Saved data entries:
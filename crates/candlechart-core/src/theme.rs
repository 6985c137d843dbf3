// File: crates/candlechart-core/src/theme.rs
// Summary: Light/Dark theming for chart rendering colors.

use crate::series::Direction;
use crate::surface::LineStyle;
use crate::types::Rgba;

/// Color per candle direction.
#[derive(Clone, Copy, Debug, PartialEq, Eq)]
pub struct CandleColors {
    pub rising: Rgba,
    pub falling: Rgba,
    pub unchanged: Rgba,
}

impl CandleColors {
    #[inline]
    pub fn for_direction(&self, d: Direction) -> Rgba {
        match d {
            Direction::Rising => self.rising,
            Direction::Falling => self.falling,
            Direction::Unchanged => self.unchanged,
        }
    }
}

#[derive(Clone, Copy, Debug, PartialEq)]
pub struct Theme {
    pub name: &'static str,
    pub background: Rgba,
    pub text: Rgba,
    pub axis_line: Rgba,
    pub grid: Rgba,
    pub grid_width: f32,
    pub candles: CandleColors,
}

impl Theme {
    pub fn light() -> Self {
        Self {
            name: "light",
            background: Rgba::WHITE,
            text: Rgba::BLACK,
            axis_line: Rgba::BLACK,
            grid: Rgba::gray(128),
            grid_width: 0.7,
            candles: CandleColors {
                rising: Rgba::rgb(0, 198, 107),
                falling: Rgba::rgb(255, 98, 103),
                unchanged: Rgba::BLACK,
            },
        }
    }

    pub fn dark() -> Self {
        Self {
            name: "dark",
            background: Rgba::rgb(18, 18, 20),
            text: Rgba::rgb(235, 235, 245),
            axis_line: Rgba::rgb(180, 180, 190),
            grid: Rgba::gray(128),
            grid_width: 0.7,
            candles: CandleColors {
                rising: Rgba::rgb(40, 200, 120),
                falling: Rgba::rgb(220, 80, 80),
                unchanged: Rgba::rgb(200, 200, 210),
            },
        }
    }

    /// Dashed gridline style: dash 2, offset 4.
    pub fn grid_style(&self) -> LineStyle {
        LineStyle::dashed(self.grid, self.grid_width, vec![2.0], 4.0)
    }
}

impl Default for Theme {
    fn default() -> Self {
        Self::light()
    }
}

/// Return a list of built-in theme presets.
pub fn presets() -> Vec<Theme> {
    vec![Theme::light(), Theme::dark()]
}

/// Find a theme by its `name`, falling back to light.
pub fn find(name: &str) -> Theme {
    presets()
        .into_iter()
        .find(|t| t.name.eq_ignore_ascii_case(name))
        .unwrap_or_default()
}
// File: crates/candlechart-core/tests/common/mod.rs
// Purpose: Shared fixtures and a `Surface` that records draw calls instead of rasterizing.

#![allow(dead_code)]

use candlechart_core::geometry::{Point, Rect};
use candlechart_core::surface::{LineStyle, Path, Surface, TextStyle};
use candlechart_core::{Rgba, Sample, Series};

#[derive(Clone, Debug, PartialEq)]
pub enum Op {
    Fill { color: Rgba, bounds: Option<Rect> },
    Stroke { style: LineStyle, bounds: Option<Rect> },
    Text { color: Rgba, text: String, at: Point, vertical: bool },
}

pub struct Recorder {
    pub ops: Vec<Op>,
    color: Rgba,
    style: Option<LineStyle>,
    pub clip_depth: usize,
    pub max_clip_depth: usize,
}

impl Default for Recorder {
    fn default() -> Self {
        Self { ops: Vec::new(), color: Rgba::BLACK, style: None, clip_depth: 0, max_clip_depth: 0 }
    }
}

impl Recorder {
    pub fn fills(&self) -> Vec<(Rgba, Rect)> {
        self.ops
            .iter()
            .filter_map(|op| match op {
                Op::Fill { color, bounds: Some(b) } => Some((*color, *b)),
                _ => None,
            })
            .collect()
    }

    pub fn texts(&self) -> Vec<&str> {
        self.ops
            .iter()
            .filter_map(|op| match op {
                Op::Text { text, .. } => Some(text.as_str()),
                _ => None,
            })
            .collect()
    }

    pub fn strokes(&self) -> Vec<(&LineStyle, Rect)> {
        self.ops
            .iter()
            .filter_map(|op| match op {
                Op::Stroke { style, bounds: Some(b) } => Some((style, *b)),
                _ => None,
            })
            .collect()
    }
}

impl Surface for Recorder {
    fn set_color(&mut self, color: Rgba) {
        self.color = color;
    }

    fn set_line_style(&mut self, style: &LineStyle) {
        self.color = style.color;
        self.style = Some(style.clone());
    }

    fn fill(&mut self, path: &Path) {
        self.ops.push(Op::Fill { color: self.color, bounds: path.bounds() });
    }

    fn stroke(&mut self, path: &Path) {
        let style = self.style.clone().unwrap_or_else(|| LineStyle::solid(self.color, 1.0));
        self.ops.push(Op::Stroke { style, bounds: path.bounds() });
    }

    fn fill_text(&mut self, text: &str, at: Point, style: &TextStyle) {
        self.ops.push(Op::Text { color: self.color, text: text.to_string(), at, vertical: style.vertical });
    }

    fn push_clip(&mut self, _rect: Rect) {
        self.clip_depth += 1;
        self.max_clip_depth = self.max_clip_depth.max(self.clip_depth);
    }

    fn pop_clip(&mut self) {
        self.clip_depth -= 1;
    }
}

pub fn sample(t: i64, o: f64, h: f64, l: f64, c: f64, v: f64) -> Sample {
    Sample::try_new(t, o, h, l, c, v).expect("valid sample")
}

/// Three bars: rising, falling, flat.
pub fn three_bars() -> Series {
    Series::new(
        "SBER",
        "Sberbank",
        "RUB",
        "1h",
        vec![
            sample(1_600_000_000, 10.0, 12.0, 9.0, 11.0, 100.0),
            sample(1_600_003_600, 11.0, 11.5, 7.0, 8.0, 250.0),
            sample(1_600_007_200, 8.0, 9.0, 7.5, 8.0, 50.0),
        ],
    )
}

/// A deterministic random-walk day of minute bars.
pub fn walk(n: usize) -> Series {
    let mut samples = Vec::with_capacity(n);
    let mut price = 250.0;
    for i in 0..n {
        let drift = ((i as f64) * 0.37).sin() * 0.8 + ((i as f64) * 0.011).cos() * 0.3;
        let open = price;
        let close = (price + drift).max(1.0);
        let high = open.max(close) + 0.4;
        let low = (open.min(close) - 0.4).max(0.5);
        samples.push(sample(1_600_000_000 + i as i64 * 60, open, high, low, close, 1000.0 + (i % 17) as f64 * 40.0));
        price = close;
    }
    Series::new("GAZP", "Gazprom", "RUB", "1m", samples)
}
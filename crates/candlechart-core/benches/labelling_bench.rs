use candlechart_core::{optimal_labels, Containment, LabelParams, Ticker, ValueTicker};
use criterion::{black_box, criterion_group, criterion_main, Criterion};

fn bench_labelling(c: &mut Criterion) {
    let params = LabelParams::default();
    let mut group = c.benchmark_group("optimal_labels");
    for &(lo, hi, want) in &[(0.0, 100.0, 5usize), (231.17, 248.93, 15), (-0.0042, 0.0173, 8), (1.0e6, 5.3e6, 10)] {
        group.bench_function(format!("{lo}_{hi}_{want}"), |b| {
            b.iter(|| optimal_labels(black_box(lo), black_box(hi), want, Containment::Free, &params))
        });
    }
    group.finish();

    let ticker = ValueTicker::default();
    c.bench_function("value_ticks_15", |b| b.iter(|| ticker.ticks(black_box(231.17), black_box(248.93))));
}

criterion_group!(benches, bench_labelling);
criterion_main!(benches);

PROMPT:
From the line holding "criterion_group!(benches, bench_labelling);" down to the final line above, quote every line exactly and only those lines.

ANSWER SECTION:
criterion_group!(benches, bench_labelling);
criterion_main!(benches);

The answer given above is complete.